◆ TASK GOAL
If a line includes "kinds", copy it out of the entries.

◆ ENTRIES SHOWN

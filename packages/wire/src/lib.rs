//! Lockbox wire layer.
//!
//! The embedded datastore engine speaks untyped JSON. This crate is the only
//! place that looks inside those payloads:
//! - `codec`: item and item-list decoding/encoding
//! - `Callback`: closed decoding of the six named completion channels
//! - `Script`: the expressions evaluated against the store handle
//! - `OperationKind` / `CallbackFunction`: the 1:1 operation/channel mapping
//!
//! # Example
//!
//! ```rust
//! use lockbox_wire::{Callback, CallbackFunction};
//! use serde_json::json;
//!
//! let function: CallbackFunction = "LockComplete".parse().unwrap();
//! let callback = Callback::decode(function, json!(null)).unwrap();
//! assert_eq!(callback.function(), CallbackFunction::LockComplete);
//! ```

mod callback;
pub mod codec;
mod error;
mod operation;
mod script;

pub use callback::Callback;
pub use codec::{decode_bool, decode_item, decode_item_list, encode_item, item_to_json_string};
pub use error::{Result, WireError};
pub use operation::{CallbackFunction, OperationKind};
pub use script::Script;
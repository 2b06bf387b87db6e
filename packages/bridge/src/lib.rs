//! Lockbox DataStore bridge.
//!
//! The encrypted credential store lives inside an embedded script engine
//! that the host loads as a local page. This crate drives that store:
//!
//! - `EngineChannel`: evaluate-and-callback access to the engine (supplied by the host)
//! - `CompletionRegistry`: correlates each engine call with its named callback
//! - `DataStoreBridge`: the lifecycle and operations (`open`, `initialize`,
//!   `unlock`, `lock`, `list`, `touch`, status reads)
//! - `Dispatcher`: where results and failures are published as `DataStoreEvent`s
//!
//! # Lifecycle
//!
//! ```text
//! engine ready ──► opened ──► initialize / unlock / lock / status reads
//!                     │
//!                     └──► initialized ∧ ¬locked ──► list / touch
//! ```
//!
//! `engine ready` and `opened` are latched facts: once true they stay
//! true. `initialized` and `locked` are re-read from the engine before
//! every `list` and `touch`.
//!
//! # Testing
//!
//! Enable the `test-utils` feature for `testing::FakeEngine` and
//! `testing::RecordingDispatcher`.

mod bridge;
mod config;
mod dispatch;
mod engine;
mod error;
pub mod registry;
pub mod signal;

#[cfg(any(test, feature = "test-utils"))]
pub mod testing;

pub use bridge::DataStoreBridge;
pub use config::BridgeConfig;
pub use dispatch::{BroadcastDispatcher, DataStoreEvent, Dispatcher};
pub use engine::{EngineChannel, EngineError, EngineNotification};
pub use error::{DataStoreError, Result};
pub use registry::{CompletionRegistry, Payload};

// Re-export the model and wire types the bridge API speaks in
pub use lockbox_domain::{EntryKind, Item, ItemEntry};
pub use lockbox_wire::{CallbackFunction, OperationKind};
//! Item entries - the kind-tagged secret payload of an item.

use serde::{Deserialize, Serialize};

/// The tag describing what an [`ItemEntry`] holds.
///
/// Only `login` entries exist today. Any other tag is kept verbatim in
/// [`EntryKind::Other`] so that entries written by a newer datastore survive
/// a decode/encode cycle untouched.
#[derive(Clone, Debug, Default, PartialEq, Eq, Hash, Serialize, Deserialize)]
#[serde(from = "String", into = "String")]
pub enum EntryKind {
    /// A username/password login.
    #[default]
    Login,
    /// A kind this client does not know about.
    Other(String),
}

impl EntryKind {
    /// The wire tag for this kind.
    pub fn as_str(&self) -> &str {
        match self {
            EntryKind::Login => "login",
            EntryKind::Other(tag) => tag,
        }
    }
}

impl From<String> for EntryKind {
    fn from(tag: String) -> Self {
        match tag.as_str() {
            "login" => EntryKind::Login,
            _ => EntryKind::Other(tag),
        }
    }
}

impl From<&str> for EntryKind {
    fn from(tag: &str) -> Self {
        EntryKind::from(tag.to_string())
    }
}

impl From<EntryKind> for String {
    fn from(kind: EntryKind) -> Self {
        match kind {
            EntryKind::Login => "login".to_string(),
            EntryKind::Other(tag) => tag,
        }
    }
}

impl std::fmt::Display for EntryKind {
    fn fmt(&self, f: &mut std::fmt::Formatter<'_>) -> std::fmt::Result {
        f.write_str(self.as_str())
    }
}

/// The secret part of an item.
///
/// `kind` is always present; the remaining fields depend on the kind and
/// may be absent. Absent fields are encoded as `null`, never omitted.
#[derive(Clone, Debug, Default, PartialEq, Eq, Serialize, Deserialize)]
pub struct ItemEntry {
    pub kind: EntryKind,
    #[serde(default)]
    pub username: Option<String>,
    #[serde(default)]
    pub password: Option<String>,
    #[serde(default)]
    pub notes: Option<String>,
}

impl ItemEntry {
    /// Start building an entry. Defaults to a `login` entry with no fields.
    pub fn builder() -> ItemEntryBuilder {
        ItemEntryBuilder::default()
    }

    /// Shorthand for a login entry with credentials.
    pub fn login(username: impl Into<String>, password: impl Into<String>) -> Self {
        Self::builder().username(username).password(password).build()
    }
}

/// Fluent builder for [`ItemEntry`].
#[derive(Clone, Debug, Default)]
pub struct ItemEntryBuilder {
    entry: ItemEntry,
}

impl ItemEntryBuilder {
    pub fn kind(mut self, kind: impl Into<EntryKind>) -> Self {
        self.entry.kind = kind.into();
        self
    }

    pub fn username(mut self, username: impl Into<String>) -> Self {
        self.entry.username = Some(username.into());
        self
    }

    pub fn password(mut self, password: impl Into<String>) -> Self {
        self.entry.password = Some(password.into());
        self
    }

    pub fn notes(mut self, notes: impl Into<String>) -> Self {
        self.entry.notes = Some(notes.into());
        self
    }

    pub fn build(self) -> ItemEntry {
        self.entry
    }
}
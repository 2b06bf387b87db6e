//! Lockbox domain model.
//!
//! Plain value types for the credentials held by the Lockbox datastore:
//! - `Item`: a credential record (title, origins, entry)
//! - `ItemEntry`: the kind-tagged secret payload of an item
//! - `EntryKind`: the extensible entry tag
//!
//! The serde representation of these types is the JSON shape the datastore
//! speaks. Absent optional fields serialize as `null`.
//!
//! # Example
//!
//! ```rust
//! use lockbox_domain::{Item, ItemEntry};
//!
//! let item = Item::builder()
//!     .title("Reddit")
//!     .origins(["www.reddit.com"])
//!     .entry(ItemEntry::login("tjacobson@yahoo.com", "hunter2"))
//!     .build();
//!
//! assert!(item.id().is_none());
//! ```

mod entry;
mod item;

pub use entry::{EntryKind, ItemEntry, ItemEntryBuilder};
pub use item::{Item, ItemBuilder};
//! Aggressive-level transforms: strength reduction, adjacent
//! assign/reassign coalescing, and limited function inlining.
//!
//! | Pattern | Replacement |
//! |---------|-------------|
//! | `x * 2^n` (positive power of two) | `x << n` |
//! | `x / 2^n` (positive power of two) | `x >> n` |
//! | `$ x = pure; x = e` (`e` not using `x`) | `$ x = e` |
//! | `x = pure; x = e` (`e` not using `x`) | `x = e` |
//! | call to a single-expression function | the substituted body |
//!
//! Inlining qualifies a call when the callee body is exactly one `return`,
//! the argument count matches, and every argument is a literal or a
//! variable (so substitution cannot duplicate work or reorder effects).
//! Recursive callees never qualify.

use std::collections::HashMap;

use itertools::Itertools;

use crate::ast::{BinaryOp, Expr, FunctionDecl, Literal, MatchArm, Stmt, SwitchCase};

use super::types::OptimizationStats;

/// Apply the aggressive statement transforms
pub(super) fn reduce_statements(
    stmts: Vec<Stmt>,
    functions: &HashMap<String, FunctionDecl>,
    stats: &mut OptimizationStats,
) -> Vec<Stmt> {
    let reduced: Vec<Stmt> = stmts
        .into_iter()
        .map(|s| reduce_stmt(s, functions, stats))
        .collect();
    coalesce_assignments(reduced, stats)
}

fn reduce_block(
    stmts: Vec<Stmt>,
    functions: &HashMap<String, FunctionDecl>,
    stats: &mut OptimizationStats,
) -> Vec<Stmt> {
    reduce_statements(stmts, functions, stats)
}

fn reduce_stmt(
    stmt: Stmt,
    functions: &HashMap<String, FunctionDecl>,
    stats: &mut OptimizationStats,
) -> Stmt {
    match stmt {
        Stmt::Assign { name, value } => Stmt::Assign {
            name,
            value: reduce_expr(value, functions, stats),
        },
        Stmt::Reassign { name, value } => Stmt::Reassign {
            name,
            value: reduce_expr(value, functions, stats),
        },
        Stmt::Return(value) => Stmt::Return(reduce_expr(value, functions, stats)),
        Stmt::If {
            condition,
            then_block,
            else_block,
        } => Stmt::If {
            condition: reduce_expr(condition, functions, stats),
            then_block: reduce_block(then_block, functions, stats),
            else_block: else_block.map(|b| reduce_block(b, functions, stats)),
        },
        Stmt::While { condition, body } => Stmt::While {
            condition: reduce_expr(condition, functions, stats),
            body: reduce_block(body, functions, stats),
        },
        Stmt::For {
            key,
            value,
            iterable,
            body,
        } => Stmt::For {
            key,
            value,
            iterable: reduce_expr(iterable, functions, stats),
            body: reduce_block(body, functions, stats),
        },
        Stmt::Switch {
            scrutinee,
            cases,
            default,
        } => Stmt::Switch {
            scrutinee: reduce_expr(scrutinee, functions, stats),
            cases: cases
                .into_iter()
                .map(|case| SwitchCase {
                    value: reduce_expr(case.value, functions, stats),
                    body: reduce_block(case.body, functions, stats),
                })
                .collect(),
            default: default.map(|b| reduce_block(b, functions, stats)),
        },
        Stmt::Expression(expr) => Stmt::Expression(reduce_expr(expr, functions, stats)),
        Stmt::Break | Stmt::Continue | Stmt::Validation { .. } => stmt,
    }
}

fn reduce_expr(
    expr: Expr,
    functions: &HashMap<String, FunctionDecl>,
    stats: &mut OptimizationStats,
) -> Expr {
    match expr {
        Expr::Binary { op, lhs, rhs } => {
            let lhs = reduce_expr(*lhs, functions, stats);
            let rhs = reduce_expr(*rhs, functions, stats);
            if let Some(reduced) = reduce_strength(op, &lhs, &rhs) {
                stats.strength_reductions += 1;
                return reduced;
            }
            Expr::Binary {
                op,
                lhs: Box::new(lhs),
                rhs: Box::new(rhs),
            }
        }
        Expr::Unary { op, operand } => Expr::Unary {
            op,
            operand: Box::new(reduce_expr(*operand, functions, stats)),
        },
        Expr::Array(items) => Expr::Array(
            items
                .into_iter()
                .map(|e| reduce_expr(e, functions, stats))
                .collect(),
        ),
        Expr::Object(fields) => Expr::Object(
            fields
                .into_iter()
                .map(|(k, v)| (k, reduce_expr(v, functions, stats)))
                .collect(),
        ),
        Expr::FieldAccess { object, field } => Expr::FieldAccess {
            object: Box::new(reduce_expr(*object, functions, stats)),
            field,
        },
        Expr::Index { collection, index } => Expr::Index {
            collection: Box::new(reduce_expr(*collection, functions, stats)),
            index: Box::new(reduce_expr(*index, functions, stats)),
        },
        Expr::Call { name, args } => {
            let args: Vec<Expr> = args
                .into_iter()
                .map(|e| reduce_expr(e, functions, stats))
                .collect();
            if let Some(inlined) = try_inline(&name, &args, functions) {
                stats.calls_inlined += 1;
                return inlined;
            }
            Expr::Call { name, args }
        }
        Expr::Match { scrutinee, arms } => Expr::Match {
            scrutinee: Box::new(reduce_expr(*scrutinee, functions, stats)),
            arms: arms
                .into_iter()
                .map(|arm| MatchArm {
                    pattern: arm.pattern,
                    guard: arm.guard.map(|g| reduce_expr(g, functions, stats)),
                    body: reduce_expr(arm.body, functions, stats),
                })
                .collect(),
        },
        Expr::Async(body) => Expr::Async(reduce_block(body, functions, stats)),
        Expr::Await(inner) => Expr::Await(Box::new(reduce_expr(*inner, functions, stats))),
        Expr::Literal(_) | Expr::Variable(_) | Expr::Lambda { .. } => expr,
    }
}

/// Rewrite multiplication/division by a positive power of two into a shift
fn reduce_strength(op: BinaryOp, lhs: &Expr, rhs: &Expr) -> Option<Expr> {
    let shift = |value: &Expr, op: BinaryOp, amount: u32| Expr::Binary {
        op,
        lhs: Box::new(value.clone()),
        rhs: Box::new(Expr::Literal(Literal::Int(amount as i64))),
    };
    match op {
        BinaryOp::Mul => {
            if let Some(n) = power_of_two(rhs) {
                return Some(shift(lhs, BinaryOp::Shl, n));
            }
            if let Some(n) = power_of_two(lhs) {
                return Some(shift(rhs, BinaryOp::Shl, n));
            }
            None
        }
        BinaryOp::Div => power_of_two(rhs).map(|n| shift(lhs, BinaryOp::Shr, n)),
        _ => None,
    }
}

/// `Some(log2(n))` when the expression is a positive power-of-two Int
/// literal greater than one
fn power_of_two(expr: &Expr) -> Option<u32> {
    match expr {
        Expr::Literal(Literal::Int(n)) if *n > 1 && n.count_ones() == 1 => {
            Some(n.trailing_zeros())
        }
        _ => None,
    }
}

/// Coalesce adjacent writes to the same name when the first is pure and the
/// second does not read it
fn coalesce_assignments(stmts: Vec<Stmt>, stats: &mut OptimizationStats) -> Vec<Stmt> {
    let before = stmts.len();
    let out: Vec<Stmt> = stmts
        .into_iter()
        .coalesce(|first, second| match (&first, &second) {
            (Stmt::Assign { name, value }, Stmt::Reassign { name: n2, value: v2 })
                if name == n2 && super::dce::expr_is_pure(value) && !uses_variable(v2, name) =>
            {
                Ok(Stmt::Assign {
                    name: name.clone(),
                    value: v2.clone(),
                })
            }
            (Stmt::Reassign { name, value }, Stmt::Reassign { name: n2, value: v2 })
                if name == n2 && super::dce::expr_is_pure(value) && !uses_variable(v2, name) =>
            {
                Ok(Stmt::Reassign {
                    name: name.clone(),
                    value: v2.clone(),
                })
            }
            _ => Err((first, second)),
        })
        .collect();
    stats.assigns_coalesced += before - out.len();
    out
}

/// Dead-variable analysis: whether an expression reads `name`
///
/// Descends through variable references, unary and binary operations,
/// indexing, and function-call argument lists. Every other expression kind
/// is conservatively treated as a use.
pub(super) fn uses_variable(expr: &Expr, name: &str) -> bool {
    match expr {
        Expr::Literal(_) => false,
        Expr::Variable(var) => var == name,
        Expr::Unary { operand, .. } => uses_variable(operand, name),
        Expr::Binary { lhs, rhs, .. } => uses_variable(lhs, name) || uses_variable(rhs, name),
        Expr::Index { collection, index } => {
            uses_variable(collection, name) || uses_variable(index, name)
        }
        Expr::Call { args, .. } => args.iter().any(|a| uses_variable(a, name)),
        // Untracked kinds: assume the variable is used
        _ => true,
    }
}

/// Inline a call to a qualifying single-expression function
fn try_inline(
    name: &str,
    args: &[Expr],
    functions: &HashMap<String, FunctionDecl>,
) -> Option<Expr> {
    let function = functions.get(name)?;
    if function.params.len() != args.len() {
        return None;
    }
    let [Stmt::Return(body)] = function.body.as_slice() else {
        return None;
    };
    // Substituting anything effectful could duplicate or reorder work
    if !args
        .iter()
        .all(|a| matches!(a, Expr::Literal(_) | Expr::Variable(_)))
    {
        return None;
    }
    if calls_function(body, name) {
        return None;
    }
    let substitutions: HashMap<&str, &Expr> = function
        .params
        .iter()
        .map(String::as_str)
        .zip(args.iter())
        .collect();
    substitute(body, &substitutions)
}

/// Whether an expression contains a call to `name`
fn calls_function(expr: &Expr, name: &str) -> bool {
    match expr {
        Expr::Call { name: callee, args } => {
            callee == name || args.iter().any(|a| calls_function(a, name))
        }
        Expr::Binary { lhs, rhs, .. } => calls_function(lhs, name) || calls_function(rhs, name),
        Expr::Unary { operand, .. } => calls_function(operand, name),
        Expr::Array(items) => items.iter().any(|e| calls_function(e, name)),
        Expr::Object(fields) => fields.iter().any(|(_, v)| calls_function(v, name)),
        Expr::FieldAccess { object, .. } => calls_function(object, name),
        Expr::Index { collection, index } => {
            calls_function(collection, name) || calls_function(index, name)
        }
        Expr::Await(inner) => calls_function(inner, name),
        _ => false,
    }
}

/// Replace parameter references with argument expressions
///
/// Bails (returns `None`) on expression kinds that introduce their own
/// bindings, where naive substitution could capture.
fn substitute(expr: &Expr, map: &HashMap<&str, &Expr>) -> Option<Expr> {
    match expr {
        Expr::Literal(_) => Some(expr.clone()),
        Expr::Variable(name) => Some(match map.get(name.as_str()) {
            Some(replacement) => (*replacement).clone(),
            None => expr.clone(),
        }),
        Expr::Binary { op, lhs, rhs } => Some(Expr::Binary {
            op: *op,
            lhs: Box::new(substitute(lhs, map)?),
            rhs: Box::new(substitute(rhs, map)?),
        }),
        Expr::Unary { op, operand } => Some(Expr::Unary {
            op: *op,
            operand: Box::new(substitute(operand, map)?),
        }),
        Expr::Array(items) => Some(Expr::Array(
            items
                .iter()
                .map(|e| substitute(e, map))
                .collect::<Option<Vec<_>>>()?,
        )),
        Expr::Object(fields) => Some(Expr::Object(
            fields
                .iter()
                .map(|(k, v)| Some((k.clone(), substitute(v, map)?)))
                .collect::<Option<Vec<_>>>()?,
        )),
        Expr::FieldAccess { object, field } => Some(Expr::FieldAccess {
            object: Box::new(substitute(object, map)?),
            field: field.clone(),
        }),
        Expr::Index { collection, index } => Some(Expr::Index {
            collection: Box::new(substitute(collection, map)?),
            index: Box::new(substitute(index, map)?),
        }),
        Expr::Call { name, args } => Some(Expr::Call {
            name: name.clone(),
            args: args
                .iter()
                .map(|e| substitute(e, map))
                .collect::<Option<Vec<_>>>()?,
        }),
        Expr::Await(inner) => Some(Expr::Await(Box::new(substitute(inner, map)?))),
        // Binding forms: substitution could capture, so the call does not
        // qualify for inlining
        Expr::Match { .. } | Expr::Async(_) | Expr::Lambda { .. } => None,
    }
}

◆ WORKED SOLUTION
        // Untracked kinds: assume the variable is used
/// Bails (returns `None`) on expression kinds that introduce their own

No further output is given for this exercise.